> _WHAT YOU NEED TO DO_
Search the records below for the string "localhost" and copy each line where it turns up.
[[ PROVIDED ENTRIES open ]]
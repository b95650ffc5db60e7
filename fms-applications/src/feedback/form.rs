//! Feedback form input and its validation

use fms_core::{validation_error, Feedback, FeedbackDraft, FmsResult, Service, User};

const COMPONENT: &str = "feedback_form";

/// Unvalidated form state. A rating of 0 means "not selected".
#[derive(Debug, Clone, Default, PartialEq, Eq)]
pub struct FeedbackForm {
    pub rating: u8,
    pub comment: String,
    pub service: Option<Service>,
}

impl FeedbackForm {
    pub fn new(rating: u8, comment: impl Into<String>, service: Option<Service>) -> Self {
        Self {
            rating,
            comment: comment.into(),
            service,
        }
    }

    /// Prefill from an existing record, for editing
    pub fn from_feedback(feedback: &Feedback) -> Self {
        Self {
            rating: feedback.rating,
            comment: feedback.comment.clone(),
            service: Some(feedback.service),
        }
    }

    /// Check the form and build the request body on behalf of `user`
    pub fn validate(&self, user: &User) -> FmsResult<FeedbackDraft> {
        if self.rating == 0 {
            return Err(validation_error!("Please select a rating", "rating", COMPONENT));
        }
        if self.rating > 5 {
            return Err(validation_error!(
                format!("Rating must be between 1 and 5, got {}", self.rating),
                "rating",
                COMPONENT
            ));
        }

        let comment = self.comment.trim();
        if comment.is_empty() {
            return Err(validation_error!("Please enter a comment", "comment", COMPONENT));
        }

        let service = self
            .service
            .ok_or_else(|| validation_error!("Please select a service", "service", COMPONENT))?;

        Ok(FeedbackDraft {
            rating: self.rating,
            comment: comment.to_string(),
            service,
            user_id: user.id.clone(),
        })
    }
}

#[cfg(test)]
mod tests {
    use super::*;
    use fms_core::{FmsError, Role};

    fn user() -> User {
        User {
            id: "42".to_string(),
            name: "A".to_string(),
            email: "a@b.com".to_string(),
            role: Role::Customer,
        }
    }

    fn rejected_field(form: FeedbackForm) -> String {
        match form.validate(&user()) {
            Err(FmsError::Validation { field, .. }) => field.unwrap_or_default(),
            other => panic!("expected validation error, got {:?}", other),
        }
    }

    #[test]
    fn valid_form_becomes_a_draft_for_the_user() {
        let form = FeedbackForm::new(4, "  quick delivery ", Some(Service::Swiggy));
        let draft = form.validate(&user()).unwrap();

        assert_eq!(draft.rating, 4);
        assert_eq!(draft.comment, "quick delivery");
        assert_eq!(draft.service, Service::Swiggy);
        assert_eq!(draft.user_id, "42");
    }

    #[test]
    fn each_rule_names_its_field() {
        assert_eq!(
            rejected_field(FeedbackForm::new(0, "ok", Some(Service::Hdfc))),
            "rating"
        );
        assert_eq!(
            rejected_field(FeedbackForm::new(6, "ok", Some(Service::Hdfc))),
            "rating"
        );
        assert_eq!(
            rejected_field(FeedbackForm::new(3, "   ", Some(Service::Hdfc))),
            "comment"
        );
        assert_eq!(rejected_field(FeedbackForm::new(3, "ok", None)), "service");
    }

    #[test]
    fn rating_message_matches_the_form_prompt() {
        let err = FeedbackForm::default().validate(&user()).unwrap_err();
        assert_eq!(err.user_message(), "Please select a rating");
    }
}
[[ PROVIDED ENTRIES closed ]]
[[ PROVIDED ENTRIES open ]]
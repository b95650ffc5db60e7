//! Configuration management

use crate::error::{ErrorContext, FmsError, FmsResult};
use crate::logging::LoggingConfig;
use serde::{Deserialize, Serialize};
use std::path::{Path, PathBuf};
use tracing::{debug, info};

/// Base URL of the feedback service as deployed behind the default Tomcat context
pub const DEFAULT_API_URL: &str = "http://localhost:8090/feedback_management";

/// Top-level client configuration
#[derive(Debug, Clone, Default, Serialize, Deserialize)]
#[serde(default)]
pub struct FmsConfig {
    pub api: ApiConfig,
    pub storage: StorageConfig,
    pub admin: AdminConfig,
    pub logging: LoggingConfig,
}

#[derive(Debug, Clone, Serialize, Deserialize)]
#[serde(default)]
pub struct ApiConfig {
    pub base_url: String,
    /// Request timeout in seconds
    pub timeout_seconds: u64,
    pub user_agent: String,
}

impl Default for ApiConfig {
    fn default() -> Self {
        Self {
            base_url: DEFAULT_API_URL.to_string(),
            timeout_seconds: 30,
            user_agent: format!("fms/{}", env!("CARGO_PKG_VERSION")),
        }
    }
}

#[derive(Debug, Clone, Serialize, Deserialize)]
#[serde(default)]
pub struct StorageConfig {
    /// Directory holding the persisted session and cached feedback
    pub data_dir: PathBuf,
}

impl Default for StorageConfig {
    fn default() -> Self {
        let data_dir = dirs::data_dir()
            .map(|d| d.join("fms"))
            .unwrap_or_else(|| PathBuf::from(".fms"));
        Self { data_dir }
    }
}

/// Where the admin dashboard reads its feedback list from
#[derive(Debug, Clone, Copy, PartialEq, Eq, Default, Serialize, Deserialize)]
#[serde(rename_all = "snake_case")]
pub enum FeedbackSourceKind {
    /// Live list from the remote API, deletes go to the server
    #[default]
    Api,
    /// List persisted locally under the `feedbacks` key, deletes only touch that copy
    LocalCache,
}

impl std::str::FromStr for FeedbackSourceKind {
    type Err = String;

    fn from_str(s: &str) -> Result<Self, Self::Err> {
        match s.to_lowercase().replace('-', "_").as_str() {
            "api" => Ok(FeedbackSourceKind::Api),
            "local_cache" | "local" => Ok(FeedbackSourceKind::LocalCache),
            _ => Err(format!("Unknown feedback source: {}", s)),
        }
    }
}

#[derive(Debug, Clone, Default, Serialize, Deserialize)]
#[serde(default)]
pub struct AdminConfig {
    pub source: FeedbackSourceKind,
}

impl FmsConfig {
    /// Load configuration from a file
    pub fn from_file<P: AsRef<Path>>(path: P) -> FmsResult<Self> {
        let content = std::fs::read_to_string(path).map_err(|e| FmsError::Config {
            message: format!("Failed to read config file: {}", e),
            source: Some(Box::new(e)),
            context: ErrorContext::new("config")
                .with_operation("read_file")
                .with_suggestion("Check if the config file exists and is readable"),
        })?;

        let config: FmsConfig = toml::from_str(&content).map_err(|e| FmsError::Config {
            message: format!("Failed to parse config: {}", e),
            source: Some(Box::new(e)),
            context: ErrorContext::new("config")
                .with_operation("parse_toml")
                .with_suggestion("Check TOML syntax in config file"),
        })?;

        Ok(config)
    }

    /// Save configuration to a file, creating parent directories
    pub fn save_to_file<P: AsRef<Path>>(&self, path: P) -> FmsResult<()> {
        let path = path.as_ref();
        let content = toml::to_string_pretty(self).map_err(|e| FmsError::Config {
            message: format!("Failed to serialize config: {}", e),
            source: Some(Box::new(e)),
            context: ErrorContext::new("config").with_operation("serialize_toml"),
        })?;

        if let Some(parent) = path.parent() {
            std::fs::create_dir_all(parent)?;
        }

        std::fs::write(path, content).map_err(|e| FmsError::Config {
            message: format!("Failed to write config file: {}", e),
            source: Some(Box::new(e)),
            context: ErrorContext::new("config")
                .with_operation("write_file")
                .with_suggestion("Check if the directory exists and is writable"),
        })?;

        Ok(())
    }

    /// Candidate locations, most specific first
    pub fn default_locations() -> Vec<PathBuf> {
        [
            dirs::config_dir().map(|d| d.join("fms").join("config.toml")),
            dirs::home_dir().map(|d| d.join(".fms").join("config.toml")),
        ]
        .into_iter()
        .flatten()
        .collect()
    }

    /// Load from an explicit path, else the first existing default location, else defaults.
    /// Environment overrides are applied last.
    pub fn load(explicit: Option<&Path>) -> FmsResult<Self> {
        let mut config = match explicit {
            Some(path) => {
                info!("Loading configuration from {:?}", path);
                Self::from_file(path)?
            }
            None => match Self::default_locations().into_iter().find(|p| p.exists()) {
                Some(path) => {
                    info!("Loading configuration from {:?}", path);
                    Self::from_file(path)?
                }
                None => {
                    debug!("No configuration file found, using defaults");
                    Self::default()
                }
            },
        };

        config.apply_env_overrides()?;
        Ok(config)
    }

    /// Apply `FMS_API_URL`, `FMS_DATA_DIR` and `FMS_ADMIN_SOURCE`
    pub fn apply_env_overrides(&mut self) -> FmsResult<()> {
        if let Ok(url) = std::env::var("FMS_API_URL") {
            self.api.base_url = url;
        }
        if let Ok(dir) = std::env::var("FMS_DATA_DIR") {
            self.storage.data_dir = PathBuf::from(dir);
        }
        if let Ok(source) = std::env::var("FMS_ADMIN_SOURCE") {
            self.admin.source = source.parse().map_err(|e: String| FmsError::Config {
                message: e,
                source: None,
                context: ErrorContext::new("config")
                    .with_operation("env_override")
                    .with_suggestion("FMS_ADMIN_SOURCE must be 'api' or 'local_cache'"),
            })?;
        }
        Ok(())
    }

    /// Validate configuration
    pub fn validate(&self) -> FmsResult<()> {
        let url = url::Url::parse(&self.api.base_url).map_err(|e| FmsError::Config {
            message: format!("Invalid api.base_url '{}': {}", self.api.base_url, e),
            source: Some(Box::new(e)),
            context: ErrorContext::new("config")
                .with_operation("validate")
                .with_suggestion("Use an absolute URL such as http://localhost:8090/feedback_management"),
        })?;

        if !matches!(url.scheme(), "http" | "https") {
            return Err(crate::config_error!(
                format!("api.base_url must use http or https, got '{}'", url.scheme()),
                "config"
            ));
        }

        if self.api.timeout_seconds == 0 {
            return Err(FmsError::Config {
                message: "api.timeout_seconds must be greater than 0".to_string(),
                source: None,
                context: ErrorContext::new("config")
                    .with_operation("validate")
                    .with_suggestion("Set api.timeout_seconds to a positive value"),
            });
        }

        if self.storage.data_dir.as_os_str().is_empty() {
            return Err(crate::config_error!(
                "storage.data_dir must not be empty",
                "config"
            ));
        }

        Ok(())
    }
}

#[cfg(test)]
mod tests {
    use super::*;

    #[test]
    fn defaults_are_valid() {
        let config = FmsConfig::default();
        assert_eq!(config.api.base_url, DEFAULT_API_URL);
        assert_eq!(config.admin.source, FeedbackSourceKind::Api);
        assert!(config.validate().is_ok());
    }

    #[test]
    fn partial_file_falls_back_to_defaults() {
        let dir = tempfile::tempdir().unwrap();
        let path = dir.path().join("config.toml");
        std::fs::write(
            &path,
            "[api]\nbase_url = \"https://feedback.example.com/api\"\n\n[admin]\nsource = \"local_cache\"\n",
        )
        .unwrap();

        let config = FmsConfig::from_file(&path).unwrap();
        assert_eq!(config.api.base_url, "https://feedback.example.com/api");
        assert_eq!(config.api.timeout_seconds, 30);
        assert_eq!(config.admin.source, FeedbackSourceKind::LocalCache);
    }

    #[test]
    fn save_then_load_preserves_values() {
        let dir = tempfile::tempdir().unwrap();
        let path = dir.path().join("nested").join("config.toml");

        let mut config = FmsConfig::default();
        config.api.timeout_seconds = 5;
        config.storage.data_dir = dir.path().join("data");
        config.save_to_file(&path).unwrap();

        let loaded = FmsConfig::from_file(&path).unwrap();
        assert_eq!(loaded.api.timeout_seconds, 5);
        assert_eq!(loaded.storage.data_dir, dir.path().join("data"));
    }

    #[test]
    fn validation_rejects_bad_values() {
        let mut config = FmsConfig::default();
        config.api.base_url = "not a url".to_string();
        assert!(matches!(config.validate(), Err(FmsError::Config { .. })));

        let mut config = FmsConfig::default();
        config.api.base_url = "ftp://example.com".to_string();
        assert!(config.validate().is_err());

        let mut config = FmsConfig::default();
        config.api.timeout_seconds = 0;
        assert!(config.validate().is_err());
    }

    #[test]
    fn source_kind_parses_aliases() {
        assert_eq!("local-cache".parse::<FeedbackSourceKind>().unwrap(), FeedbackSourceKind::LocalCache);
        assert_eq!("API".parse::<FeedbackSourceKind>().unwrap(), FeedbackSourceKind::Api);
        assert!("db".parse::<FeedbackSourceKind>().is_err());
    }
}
[[ PROVIDED ENTRIES closed ]]
> _OUTPUT FOR THIS EXERCISE_
pub const DEFAULT_API_URL: &str = "http://localhost:8090/feedback_management";
                .with_suggestion("Use an absolute URL such as http://localhost:8090/feedback_management"),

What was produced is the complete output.